### PROVIDED DATA
○ ○ ○ ○
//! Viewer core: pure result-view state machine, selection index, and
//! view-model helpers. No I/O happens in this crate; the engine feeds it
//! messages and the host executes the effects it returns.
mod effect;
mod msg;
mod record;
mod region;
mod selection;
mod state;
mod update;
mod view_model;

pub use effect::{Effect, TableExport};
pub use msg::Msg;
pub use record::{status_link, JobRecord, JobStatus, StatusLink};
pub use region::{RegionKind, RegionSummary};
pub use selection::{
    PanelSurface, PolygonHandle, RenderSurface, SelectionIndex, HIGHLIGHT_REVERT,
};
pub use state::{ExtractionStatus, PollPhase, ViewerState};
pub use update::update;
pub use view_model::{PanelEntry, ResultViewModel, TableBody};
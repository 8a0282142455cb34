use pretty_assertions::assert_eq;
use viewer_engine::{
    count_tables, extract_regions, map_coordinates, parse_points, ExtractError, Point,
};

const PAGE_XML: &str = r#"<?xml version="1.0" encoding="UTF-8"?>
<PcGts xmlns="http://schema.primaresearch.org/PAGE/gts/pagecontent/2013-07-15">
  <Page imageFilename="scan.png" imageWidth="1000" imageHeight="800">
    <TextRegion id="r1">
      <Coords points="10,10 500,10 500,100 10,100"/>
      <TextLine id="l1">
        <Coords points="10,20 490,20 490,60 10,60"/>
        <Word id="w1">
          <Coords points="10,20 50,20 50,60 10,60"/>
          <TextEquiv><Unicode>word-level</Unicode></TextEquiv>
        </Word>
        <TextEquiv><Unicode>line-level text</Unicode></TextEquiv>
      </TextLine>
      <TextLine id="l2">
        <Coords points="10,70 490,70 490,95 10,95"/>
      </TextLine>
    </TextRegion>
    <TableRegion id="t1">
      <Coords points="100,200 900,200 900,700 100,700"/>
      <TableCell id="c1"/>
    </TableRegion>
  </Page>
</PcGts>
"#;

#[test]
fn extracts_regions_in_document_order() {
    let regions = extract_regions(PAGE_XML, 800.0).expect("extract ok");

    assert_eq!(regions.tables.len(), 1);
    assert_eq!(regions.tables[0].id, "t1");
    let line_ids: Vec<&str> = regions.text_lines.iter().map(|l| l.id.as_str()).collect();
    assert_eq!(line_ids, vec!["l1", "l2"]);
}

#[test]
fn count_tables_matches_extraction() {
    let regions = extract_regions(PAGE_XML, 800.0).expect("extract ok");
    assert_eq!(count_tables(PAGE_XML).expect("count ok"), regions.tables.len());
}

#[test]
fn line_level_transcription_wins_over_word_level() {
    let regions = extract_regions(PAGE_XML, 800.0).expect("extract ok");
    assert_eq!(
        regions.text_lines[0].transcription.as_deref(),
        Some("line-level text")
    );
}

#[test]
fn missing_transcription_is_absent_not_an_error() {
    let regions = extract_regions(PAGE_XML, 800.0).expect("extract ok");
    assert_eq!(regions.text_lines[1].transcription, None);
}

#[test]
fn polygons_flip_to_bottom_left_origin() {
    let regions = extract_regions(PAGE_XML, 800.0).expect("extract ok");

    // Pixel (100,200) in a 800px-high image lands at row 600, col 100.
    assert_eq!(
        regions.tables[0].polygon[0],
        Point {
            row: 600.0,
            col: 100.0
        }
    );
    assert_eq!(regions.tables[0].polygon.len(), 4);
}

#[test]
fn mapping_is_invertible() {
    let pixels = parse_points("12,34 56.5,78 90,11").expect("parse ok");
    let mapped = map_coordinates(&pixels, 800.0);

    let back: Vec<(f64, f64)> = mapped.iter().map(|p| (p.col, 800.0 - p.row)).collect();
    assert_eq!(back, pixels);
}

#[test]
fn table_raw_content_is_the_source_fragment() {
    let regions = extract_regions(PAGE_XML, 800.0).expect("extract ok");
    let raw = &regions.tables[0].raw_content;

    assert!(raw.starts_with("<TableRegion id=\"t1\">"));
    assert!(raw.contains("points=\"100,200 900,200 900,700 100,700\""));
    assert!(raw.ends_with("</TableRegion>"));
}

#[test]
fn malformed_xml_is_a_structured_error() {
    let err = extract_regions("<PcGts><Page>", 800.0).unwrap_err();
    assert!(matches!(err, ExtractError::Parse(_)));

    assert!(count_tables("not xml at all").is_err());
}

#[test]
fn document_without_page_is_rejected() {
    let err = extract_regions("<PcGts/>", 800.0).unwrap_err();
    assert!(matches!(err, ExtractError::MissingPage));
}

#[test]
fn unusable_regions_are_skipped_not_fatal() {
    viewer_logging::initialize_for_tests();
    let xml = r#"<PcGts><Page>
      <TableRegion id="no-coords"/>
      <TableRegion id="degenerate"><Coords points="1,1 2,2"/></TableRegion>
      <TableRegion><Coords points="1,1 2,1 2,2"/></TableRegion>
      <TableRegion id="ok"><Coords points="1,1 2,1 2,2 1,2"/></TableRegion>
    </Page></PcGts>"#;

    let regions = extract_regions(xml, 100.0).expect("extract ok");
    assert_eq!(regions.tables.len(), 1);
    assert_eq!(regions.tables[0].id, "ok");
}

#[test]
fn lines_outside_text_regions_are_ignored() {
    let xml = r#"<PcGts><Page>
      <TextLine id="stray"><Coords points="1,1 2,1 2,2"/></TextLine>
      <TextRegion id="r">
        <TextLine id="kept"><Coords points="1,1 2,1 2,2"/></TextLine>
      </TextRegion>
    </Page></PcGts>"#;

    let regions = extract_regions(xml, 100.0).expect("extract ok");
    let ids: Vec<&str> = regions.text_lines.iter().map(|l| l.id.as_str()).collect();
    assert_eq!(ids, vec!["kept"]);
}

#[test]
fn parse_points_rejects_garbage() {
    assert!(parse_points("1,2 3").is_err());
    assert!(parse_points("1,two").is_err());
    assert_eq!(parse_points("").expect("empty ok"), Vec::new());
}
○ ○ ○ ○
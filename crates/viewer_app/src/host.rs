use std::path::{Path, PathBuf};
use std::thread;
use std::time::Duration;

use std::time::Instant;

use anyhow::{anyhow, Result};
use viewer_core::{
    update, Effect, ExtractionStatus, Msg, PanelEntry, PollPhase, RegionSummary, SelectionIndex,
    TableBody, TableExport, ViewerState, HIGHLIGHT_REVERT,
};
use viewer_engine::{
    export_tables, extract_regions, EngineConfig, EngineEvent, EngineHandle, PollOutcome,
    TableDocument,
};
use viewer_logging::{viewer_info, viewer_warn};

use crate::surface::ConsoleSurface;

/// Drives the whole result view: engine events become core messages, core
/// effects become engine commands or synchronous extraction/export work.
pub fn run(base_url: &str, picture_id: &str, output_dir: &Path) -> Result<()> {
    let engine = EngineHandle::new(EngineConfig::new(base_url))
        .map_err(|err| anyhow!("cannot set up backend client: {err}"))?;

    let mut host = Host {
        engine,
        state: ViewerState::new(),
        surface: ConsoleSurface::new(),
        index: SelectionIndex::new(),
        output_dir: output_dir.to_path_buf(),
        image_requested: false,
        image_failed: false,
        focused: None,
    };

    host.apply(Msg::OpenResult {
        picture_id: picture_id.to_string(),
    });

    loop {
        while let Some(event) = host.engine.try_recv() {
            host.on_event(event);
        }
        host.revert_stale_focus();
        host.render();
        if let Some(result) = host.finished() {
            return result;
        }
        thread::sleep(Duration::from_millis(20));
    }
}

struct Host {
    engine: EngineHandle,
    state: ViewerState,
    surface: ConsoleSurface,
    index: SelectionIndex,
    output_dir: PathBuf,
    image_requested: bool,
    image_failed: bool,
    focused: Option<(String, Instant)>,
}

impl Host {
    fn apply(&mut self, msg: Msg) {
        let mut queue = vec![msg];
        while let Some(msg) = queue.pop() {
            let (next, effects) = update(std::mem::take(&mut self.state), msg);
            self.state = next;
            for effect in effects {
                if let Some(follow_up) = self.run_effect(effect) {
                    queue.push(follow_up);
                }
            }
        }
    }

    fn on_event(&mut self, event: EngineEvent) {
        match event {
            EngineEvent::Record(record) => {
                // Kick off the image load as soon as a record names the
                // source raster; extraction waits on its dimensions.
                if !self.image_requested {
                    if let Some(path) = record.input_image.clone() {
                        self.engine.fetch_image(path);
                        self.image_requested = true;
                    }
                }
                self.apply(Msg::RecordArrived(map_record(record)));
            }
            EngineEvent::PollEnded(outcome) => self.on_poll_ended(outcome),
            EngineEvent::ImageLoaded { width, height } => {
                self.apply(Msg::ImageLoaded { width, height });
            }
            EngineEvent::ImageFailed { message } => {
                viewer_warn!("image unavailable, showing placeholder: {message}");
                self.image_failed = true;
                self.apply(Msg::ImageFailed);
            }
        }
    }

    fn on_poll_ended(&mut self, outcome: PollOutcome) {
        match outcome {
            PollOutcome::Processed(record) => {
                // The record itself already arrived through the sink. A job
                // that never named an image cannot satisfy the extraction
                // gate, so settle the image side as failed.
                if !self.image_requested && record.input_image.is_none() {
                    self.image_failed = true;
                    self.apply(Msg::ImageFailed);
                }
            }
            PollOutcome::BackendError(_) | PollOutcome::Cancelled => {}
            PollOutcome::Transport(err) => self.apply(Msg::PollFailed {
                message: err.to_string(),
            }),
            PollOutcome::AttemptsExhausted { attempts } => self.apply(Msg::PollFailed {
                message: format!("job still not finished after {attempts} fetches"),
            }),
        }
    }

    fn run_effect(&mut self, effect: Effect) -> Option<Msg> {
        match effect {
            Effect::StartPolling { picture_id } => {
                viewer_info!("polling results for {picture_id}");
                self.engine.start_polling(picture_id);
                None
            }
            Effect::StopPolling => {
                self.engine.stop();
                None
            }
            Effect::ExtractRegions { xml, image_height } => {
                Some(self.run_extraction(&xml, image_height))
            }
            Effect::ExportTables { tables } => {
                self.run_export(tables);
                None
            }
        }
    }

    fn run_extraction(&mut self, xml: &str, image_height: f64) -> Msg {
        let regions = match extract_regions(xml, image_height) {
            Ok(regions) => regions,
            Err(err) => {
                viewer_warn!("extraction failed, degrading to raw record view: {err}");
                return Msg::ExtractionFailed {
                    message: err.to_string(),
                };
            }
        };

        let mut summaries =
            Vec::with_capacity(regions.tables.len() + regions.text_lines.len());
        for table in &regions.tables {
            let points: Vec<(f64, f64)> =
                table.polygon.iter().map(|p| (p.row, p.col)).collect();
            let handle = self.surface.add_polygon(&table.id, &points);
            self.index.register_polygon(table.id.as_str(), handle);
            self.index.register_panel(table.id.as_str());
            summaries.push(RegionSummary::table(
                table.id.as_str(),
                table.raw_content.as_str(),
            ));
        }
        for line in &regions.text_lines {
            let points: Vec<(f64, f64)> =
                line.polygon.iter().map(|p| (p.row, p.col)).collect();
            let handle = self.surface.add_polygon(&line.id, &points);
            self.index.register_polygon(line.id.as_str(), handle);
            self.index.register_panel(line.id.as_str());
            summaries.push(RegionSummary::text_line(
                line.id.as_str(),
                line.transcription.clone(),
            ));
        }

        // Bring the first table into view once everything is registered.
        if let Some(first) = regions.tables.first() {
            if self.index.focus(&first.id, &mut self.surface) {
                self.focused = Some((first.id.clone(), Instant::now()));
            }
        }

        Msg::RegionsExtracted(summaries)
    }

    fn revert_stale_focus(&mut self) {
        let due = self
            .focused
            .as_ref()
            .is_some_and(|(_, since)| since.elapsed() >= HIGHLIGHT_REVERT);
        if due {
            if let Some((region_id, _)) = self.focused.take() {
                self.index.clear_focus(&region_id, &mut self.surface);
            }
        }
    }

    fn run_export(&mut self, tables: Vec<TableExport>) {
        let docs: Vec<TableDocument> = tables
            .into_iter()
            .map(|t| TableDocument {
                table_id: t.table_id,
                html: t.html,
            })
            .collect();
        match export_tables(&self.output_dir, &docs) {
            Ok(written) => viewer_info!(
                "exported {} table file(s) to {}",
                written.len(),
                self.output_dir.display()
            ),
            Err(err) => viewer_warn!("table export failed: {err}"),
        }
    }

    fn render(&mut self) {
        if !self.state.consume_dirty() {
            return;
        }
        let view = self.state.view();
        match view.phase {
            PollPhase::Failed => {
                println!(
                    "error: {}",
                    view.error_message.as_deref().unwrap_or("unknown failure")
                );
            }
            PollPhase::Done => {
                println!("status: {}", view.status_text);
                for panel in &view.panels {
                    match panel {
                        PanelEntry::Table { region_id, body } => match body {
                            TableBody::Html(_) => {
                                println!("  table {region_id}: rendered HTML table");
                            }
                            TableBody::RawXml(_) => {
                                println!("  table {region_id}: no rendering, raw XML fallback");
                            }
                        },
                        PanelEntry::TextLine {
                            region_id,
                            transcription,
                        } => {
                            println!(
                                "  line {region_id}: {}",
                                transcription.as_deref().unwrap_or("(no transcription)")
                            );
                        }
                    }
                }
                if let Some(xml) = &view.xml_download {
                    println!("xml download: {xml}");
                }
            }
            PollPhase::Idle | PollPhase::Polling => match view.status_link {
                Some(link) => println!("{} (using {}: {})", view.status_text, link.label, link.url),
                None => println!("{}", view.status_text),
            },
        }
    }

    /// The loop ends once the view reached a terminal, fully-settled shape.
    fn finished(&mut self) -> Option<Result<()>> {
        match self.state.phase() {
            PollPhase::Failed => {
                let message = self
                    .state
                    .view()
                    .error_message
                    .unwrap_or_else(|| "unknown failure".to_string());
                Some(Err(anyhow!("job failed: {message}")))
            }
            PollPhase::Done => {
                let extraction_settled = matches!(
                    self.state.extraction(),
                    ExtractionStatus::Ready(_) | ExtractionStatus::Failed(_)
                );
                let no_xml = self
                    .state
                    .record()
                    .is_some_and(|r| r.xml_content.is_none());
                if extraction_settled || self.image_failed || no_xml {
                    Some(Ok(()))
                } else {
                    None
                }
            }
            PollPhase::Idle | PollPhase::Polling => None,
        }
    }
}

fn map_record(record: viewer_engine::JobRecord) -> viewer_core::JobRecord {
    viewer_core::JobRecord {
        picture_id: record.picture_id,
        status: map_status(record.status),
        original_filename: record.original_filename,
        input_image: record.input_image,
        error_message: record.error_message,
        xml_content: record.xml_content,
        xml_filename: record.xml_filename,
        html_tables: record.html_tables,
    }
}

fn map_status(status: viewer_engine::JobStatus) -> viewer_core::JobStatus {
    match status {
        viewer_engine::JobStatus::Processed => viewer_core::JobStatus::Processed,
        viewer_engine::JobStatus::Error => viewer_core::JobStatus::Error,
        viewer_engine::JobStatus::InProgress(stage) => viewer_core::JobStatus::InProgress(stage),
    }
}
○ ○ ○ ○
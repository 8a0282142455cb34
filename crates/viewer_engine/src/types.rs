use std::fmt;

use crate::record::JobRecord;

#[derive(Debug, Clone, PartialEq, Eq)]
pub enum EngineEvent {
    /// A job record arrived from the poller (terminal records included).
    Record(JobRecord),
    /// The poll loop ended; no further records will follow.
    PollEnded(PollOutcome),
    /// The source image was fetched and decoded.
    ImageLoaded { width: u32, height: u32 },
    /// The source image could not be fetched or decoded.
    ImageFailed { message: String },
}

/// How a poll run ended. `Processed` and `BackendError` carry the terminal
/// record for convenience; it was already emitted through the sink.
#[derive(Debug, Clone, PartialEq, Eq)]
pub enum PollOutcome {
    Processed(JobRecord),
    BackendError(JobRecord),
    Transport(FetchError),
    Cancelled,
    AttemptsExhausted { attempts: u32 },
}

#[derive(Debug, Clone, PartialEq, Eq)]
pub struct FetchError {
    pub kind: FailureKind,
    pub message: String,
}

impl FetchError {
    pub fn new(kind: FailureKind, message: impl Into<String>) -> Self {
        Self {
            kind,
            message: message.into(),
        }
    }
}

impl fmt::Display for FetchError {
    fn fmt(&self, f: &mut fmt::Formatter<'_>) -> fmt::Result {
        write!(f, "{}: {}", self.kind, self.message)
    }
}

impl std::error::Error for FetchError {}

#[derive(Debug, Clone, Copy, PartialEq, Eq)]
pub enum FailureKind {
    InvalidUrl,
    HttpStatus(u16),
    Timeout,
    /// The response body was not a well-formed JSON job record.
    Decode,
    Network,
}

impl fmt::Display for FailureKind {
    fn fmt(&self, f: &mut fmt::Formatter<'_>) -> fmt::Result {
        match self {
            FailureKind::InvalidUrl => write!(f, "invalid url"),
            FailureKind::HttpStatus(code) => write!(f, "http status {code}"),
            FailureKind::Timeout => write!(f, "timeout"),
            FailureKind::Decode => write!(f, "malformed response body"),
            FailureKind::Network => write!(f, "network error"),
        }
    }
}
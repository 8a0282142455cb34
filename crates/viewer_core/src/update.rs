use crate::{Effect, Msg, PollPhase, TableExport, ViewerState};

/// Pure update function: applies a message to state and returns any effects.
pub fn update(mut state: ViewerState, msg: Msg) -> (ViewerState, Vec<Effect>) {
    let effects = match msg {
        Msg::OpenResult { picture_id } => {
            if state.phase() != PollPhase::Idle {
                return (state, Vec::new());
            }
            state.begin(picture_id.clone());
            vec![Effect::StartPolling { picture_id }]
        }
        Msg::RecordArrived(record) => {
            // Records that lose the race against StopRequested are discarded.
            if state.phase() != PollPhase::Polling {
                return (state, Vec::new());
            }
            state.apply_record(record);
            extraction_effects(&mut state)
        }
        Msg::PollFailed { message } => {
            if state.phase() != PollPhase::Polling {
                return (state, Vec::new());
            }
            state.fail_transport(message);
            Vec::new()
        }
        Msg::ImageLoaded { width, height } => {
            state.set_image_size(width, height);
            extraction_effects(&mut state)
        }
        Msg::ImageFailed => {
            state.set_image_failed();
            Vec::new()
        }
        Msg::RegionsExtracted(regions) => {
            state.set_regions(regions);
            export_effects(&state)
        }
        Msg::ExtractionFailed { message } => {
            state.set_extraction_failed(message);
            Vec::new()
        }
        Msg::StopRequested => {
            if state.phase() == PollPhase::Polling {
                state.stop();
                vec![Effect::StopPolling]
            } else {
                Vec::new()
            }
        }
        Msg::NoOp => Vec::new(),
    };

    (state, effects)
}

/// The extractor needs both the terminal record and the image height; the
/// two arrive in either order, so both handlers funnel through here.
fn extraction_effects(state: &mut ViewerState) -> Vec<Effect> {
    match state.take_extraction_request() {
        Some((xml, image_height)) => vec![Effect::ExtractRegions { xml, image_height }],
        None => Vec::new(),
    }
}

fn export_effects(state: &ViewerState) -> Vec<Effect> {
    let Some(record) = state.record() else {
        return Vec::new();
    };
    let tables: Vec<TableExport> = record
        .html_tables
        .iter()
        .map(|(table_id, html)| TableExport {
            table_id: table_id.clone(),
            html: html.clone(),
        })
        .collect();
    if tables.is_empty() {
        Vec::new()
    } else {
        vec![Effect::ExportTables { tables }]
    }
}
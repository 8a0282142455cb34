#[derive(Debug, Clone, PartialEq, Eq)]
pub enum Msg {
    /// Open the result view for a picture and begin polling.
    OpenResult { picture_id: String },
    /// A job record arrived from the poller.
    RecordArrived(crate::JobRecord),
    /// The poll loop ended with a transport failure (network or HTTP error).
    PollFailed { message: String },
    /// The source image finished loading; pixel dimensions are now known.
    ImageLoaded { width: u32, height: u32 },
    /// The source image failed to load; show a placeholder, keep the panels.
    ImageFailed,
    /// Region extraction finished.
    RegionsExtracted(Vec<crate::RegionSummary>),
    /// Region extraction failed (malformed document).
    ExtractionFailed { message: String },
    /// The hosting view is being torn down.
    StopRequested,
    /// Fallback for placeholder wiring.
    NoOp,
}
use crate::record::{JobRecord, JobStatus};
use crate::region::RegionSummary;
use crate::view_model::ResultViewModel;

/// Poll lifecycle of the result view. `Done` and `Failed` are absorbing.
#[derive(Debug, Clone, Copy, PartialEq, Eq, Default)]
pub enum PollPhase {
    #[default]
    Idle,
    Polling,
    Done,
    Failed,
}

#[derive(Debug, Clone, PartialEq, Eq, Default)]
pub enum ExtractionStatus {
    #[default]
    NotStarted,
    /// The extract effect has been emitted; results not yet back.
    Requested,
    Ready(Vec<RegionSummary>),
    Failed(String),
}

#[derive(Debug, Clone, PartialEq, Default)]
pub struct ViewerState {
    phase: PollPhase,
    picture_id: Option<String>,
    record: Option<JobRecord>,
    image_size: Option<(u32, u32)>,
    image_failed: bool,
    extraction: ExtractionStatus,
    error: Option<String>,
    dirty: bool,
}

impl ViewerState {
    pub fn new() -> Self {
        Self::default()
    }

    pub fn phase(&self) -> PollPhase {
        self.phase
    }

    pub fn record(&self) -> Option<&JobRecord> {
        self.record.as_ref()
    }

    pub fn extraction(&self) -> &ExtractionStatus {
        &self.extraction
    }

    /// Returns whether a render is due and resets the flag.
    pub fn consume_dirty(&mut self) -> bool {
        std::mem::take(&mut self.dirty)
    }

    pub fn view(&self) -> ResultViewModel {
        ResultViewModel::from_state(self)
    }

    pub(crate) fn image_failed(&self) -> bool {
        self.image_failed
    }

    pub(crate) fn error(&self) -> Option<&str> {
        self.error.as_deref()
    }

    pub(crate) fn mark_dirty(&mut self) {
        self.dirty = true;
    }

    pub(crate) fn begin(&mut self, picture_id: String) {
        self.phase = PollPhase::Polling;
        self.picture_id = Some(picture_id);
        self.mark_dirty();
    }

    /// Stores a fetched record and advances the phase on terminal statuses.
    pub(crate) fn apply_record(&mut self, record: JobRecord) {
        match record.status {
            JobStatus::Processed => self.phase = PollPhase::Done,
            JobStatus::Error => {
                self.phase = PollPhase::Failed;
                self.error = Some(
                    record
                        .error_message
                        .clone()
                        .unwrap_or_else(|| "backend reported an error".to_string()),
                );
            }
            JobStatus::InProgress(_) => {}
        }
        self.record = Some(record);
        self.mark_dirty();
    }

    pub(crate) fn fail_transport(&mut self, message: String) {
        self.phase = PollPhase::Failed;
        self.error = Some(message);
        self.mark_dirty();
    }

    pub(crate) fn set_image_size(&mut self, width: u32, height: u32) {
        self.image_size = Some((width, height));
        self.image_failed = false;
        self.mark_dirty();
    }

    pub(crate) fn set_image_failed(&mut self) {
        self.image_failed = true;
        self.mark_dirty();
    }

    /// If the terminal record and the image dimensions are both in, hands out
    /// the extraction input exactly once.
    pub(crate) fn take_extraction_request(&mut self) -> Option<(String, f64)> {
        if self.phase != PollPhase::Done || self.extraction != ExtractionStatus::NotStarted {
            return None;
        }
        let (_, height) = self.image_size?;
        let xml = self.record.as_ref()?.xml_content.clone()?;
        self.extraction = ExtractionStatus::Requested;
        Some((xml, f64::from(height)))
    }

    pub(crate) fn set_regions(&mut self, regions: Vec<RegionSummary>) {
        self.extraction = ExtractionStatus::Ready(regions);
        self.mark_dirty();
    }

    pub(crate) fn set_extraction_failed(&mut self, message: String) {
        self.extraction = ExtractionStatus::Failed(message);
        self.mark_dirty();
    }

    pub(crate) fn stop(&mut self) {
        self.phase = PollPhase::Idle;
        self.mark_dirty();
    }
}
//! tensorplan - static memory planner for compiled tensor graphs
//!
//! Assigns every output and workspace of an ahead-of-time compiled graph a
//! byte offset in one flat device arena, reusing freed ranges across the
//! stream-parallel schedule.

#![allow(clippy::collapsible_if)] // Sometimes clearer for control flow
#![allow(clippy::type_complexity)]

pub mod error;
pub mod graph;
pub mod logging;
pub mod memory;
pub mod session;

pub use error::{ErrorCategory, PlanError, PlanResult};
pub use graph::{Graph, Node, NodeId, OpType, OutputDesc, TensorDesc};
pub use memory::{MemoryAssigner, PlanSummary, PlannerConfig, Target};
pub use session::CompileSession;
○ ○ ○ ○
### TASK DETAILS
Filter the lines above so that only those with the string "HttpStatus" remain, then copy them.

### EXERCISE ANSWER
    HttpStatus(u16),
            FailureKind::HttpStatus(code) => write!(f, "http status {code}"),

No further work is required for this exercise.